Margarita del Mazo (born 17 October 1960) is a Spanish writer of children's literature.

==Biography==
Margarita del Mazo earned a law degree from the Complutense University of Madrid. In the late 1990s, she began narrating live stories, and in 2009, she published her first book, La máscara del león.

She teaches storytelling, creative writing, reading animation, puppet and theater workshops, as well as teacher training courses in rural public schools and private centers (nursery schools and institutes).

She collaborates with the Instituto Cervantes on several of its festivals (Day E, Festival Ñ and Cervantino Day of Children's and Young Adult Literature), in different national and international venues, with presentations, workshops, author meetings and narration sessions.
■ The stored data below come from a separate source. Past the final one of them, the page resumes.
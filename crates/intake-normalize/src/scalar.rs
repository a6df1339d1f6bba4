//! Single-field normalizers for verification-form values.
//!
//! Every function here is pure and fails closed: input that cannot be
//! normalized yields an empty string (or `0` for story counts) rather than
//! a guessed value.

use intake_model::{TotalInsuredValue, YearPivot};

use crate::numeric::{format_numeric, parse_f64, parse_i64, strip_currency_formatting};

/// Expands a year built to four digits using the default century pivot.
///
/// `"00"` becomes `"2000"`, `"45"` becomes `"1945"`. Single characters and
/// non-numeric input return an empty string.
pub fn adjust_year_built(raw: &str) -> String {
    adjust_year_built_with(raw, YearPivot::default())
}

/// Expands a year built to four digits using an explicit century pivot.
pub fn adjust_year_built_with(raw: &str, pivot: YearPivot) -> String {
    let trimmed = raw.trim();
    if trimmed.len() <= 1 || !trimmed.bytes().all(|b| b.is_ascii_digit()) {
        return String::new();
    }
    let Ok(value) = trimmed.parse::<u32>() else {
        return String::new();
    };
    let year = if value < 100 { pivot.expand(value) } else { value };
    if (1000..=9999).contains(&year) {
        year.to_string()
    } else {
        String::new()
    }
}

/// Removes a trailing "County" word from a county name.
///
/// Returns an empty string when the value carries no county suffix, so the
/// caller can tell "no suffix" apart from a stripped name.
pub fn remove_county_suffix(raw: &str) -> String {
    if !raw.to_lowercase().contains("county") {
        return String::new();
    }
    // Multi-word names ("New York County") keep everything before the last word.
    match raw.trim_end().rsplit_once(char::is_whitespace) {
        Some((name, _suffix)) => name.trim().to_string(),
        None => String::new(),
    }
}

/// Drops the leading zero from a two-character protection class.
///
/// `"10"` is kept as-is; any other length is unsupported and yields an empty
/// string.
pub fn adjust_protection_class(raw: &str) -> String {
    let trimmed = raw.trim();
    if trimmed == "10" {
        return "10".to_string();
    }
    let mut chars = trimmed.chars();
    match (chars.next(), chars.next(), chars.next()) {
        (Some(_), Some(second), None) => second.to_string(),
        _ => String::new(),
    }
}

/// Cleans a monetary column down to its integer value.
///
/// Shorthand such as `"10k"` is not expanded and yields an empty string.
pub fn get_value_from_amount_column(raw: &str) -> String {
    parse_i64(&strip_currency_formatting(raw))
        .map(|value| value.to_string())
        .unwrap_or_default()
}

/// Rounds a story count up to the next whole story; unparseable input is `0`.
pub fn round_stories_up(raw: &str) -> i64 {
    match parse_f64(raw) {
        // `as` saturates for magnitudes beyond i64.
        Some(stories) => stories.ceil() as i64,
        None => 0,
    }
}

/// Sums monetary parts after stripping currency formatting.
///
/// All-or-nothing: if any part fails to parse the result is an empty string.
pub fn sum_insured_values<S: AsRef<str>>(parts: &[S]) -> String {
    if parts.is_empty() {
        return String::new();
    }
    let mut total = 0.0_f64;
    for part in parts {
        match parse_f64(&strip_currency_formatting(part.as_ref())) {
            Some(value) => total += value,
            None => return String::new(),
        }
    }
    if total.is_finite() {
        format_numeric(total)
    } else {
        String::new()
    }
}

/// Sums the four coverage columns of a Total Insured Value.
pub fn sum_total_insured_value(tiv: &TotalInsuredValue) -> String {
    sum_insured_values(&tiv.parts())
}

#[cfg(test)]
mod tests {
    use super::*;

    #[test]
    fn year_built_expands_two_digit_years() {
        assert_eq!(adjust_year_built("00"), "2000");
        assert_eq!(adjust_year_built("07"), "2007");
        assert_eq!(adjust_year_built("11"), "2011");
        assert_eq!(adjust_year_built("15"), "2015");
        assert_eq!(adjust_year_built("29"), "2029");
        assert_eq!(adjust_year_built("30"), "1930");
        assert_eq!(adjust_year_built("45"), "1945");
        assert_eq!(adjust_year_built("99"), "1999");
    }

    #[test]
    fn year_built_fails_closed() {
        assert_eq!(adjust_year_built("5"), "");
        assert_eq!(adjust_year_built(""), "");
        assert_eq!(adjust_year_built("ab"), "");
        assert_eq!(adjust_year_built("-5"), "");
        assert_eq!(adjust_year_built("+5"), "");
        assert_eq!(adjust_year_built("123"), "");
        assert_eq!(adjust_year_built("12345"), "");
    }

    #[test]
    fn year_built_keeps_four_digit_years() {
        assert_eq!(adjust_year_built("1987"), "1987");
        assert_eq!(adjust_year_built(" 2004 "), "2004");
        assert_eq!(adjust_year_built("045"), "1945");
    }

    #[test]
    fn year_built_honours_custom_pivot() {
        let pivot = YearPivot::new(50).unwrap();
        assert_eq!(adjust_year_built_with("45", pivot), "2045");
        assert_eq!(adjust_year_built_with("51", pivot), "1951");
    }

    #[test]
    fn county_suffix_is_removed() {
        assert_eq!(remove_county_suffix("Queens County"), "Queens");
        assert_eq!(remove_county_suffix("Bronx County"), "Bronx");
        assert_eq!(remove_county_suffix("Kings County"), "Kings");
        assert_eq!(remove_county_suffix("New York County"), "New York");
        assert_eq!(remove_county_suffix("BEXAR COUNTY "), "BEXAR");
    }

    #[test]
    fn county_without_suffix_is_empty() {
        assert_eq!(remove_county_suffix("Queens"), "");
        assert_eq!(remove_county_suffix(""), "");
        assert_eq!(remove_county_suffix("County"), "");
    }

    #[test]
    fn protection_class_drops_leading_zero() {
        assert_eq!(adjust_protection_class("05"), "5");
        assert_eq!(adjust_protection_class("03"), "3");
        assert_eq!(adjust_protection_class("10"), "10");
    }

    #[test]
    fn protection_class_rejects_other_lengths() {
        assert_eq!(adjust_protection_class("3"), "");
        assert_eq!(adjust_protection_class(""), "");
        assert_eq!(adjust_protection_class("100"), "");
        assert_eq!(adjust_protection_class("0é"), "é");
    }

    #[test]
    fn amount_column_strips_formatting() {
        assert_eq!(get_value_from_amount_column("$1,250,000"), "1250000");
        assert_eq!(get_value_from_amount_column(" $ 75 000 "), "75000");
        assert_eq!(get_value_from_amount_column("007"), "7");
    }

    #[test]
    fn amount_column_rejects_shorthand_and_decimals() {
        assert_eq!(get_value_from_amount_column("10k"), "");
        assert_eq!(get_value_from_amount_column("$12.50"), "");
        assert_eq!(get_value_from_amount_column(""), "");
        assert_eq!(get_value_from_amount_column("$"), "");
    }

    #[test]
    fn stories_round_up() {
        assert_eq!(round_stories_up("2.5"), 3);
        assert_eq!(round_stories_up("3"), 3);
        assert_eq!(round_stories_up(" 1.01 "), 2);
        assert_eq!(round_stories_up("two"), 0);
        assert_eq!(round_stories_up(""), 0);
        assert_eq!(round_stories_up("NaN"), 0);
    }

    #[test]
    fn insured_values_sum_after_cleanup() {
        assert_eq!(
            sum_insured_values(&["$112,3555", "$234 65", "33,334", "0"]),
            "1180354"
        );
        assert_eq!(sum_insured_values(&["1.5", "2.25"]), "3.75");
    }

    #[test]
    fn insured_values_with_cents_sum_cleanly() {
        assert_eq!(sum_insured_values(&["0.1", "0.2"]), "0.3");
        assert_eq!(
            sum_insured_values(&["$1,000.10", "$2,000.20", "$0.07", "0"]),
            "3000.37"
        );
        assert_eq!(
            sum_insured_values(&["$250,000.33", "$74,999.34", "$12,500.11", "$0.22"]),
            "337500"
        );
    }

    #[test]
    fn insured_values_are_all_or_nothing() {
        assert_eq!(sum_insured_values(&["$100", "n/a", "50"]), "");
        assert_eq!(sum_insured_values(&["$100", ""]), "");
        assert_eq!(sum_insured_values::<&str>(&[]), "");
    }

    #[test]
    fn total_insured_value_sums_all_columns() {
        let tiv = TotalInsuredValue::new("$112,3555", "$234 65", "33,334", "0");
        assert_eq!(sum_total_insured_value(&tiv), "1180354");
    }
}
She also works with institutions such as the Museo Nacional Centro de Arte Reina Sofía, the Museo ABC, the Thyssen-Bornemisza Museum, the Community of Madrid, Castilla–La Mancha, the Centro Andaluz de las Letras, the Casa del Lector in Matadero, town halls, hospitals, festivals (BITA, Etnosur, Hay Festival, etc.), and narration marathons such as Guadalajara's and the Parla Cuenta Festival.

She has carried out several presentations at conferences and festivals of literature and illustration (IlustraTour, Hay Festival). In 2010, she participated in the International Congress of Art, Education, and Visual Culture in Early Childhood and Primary Education.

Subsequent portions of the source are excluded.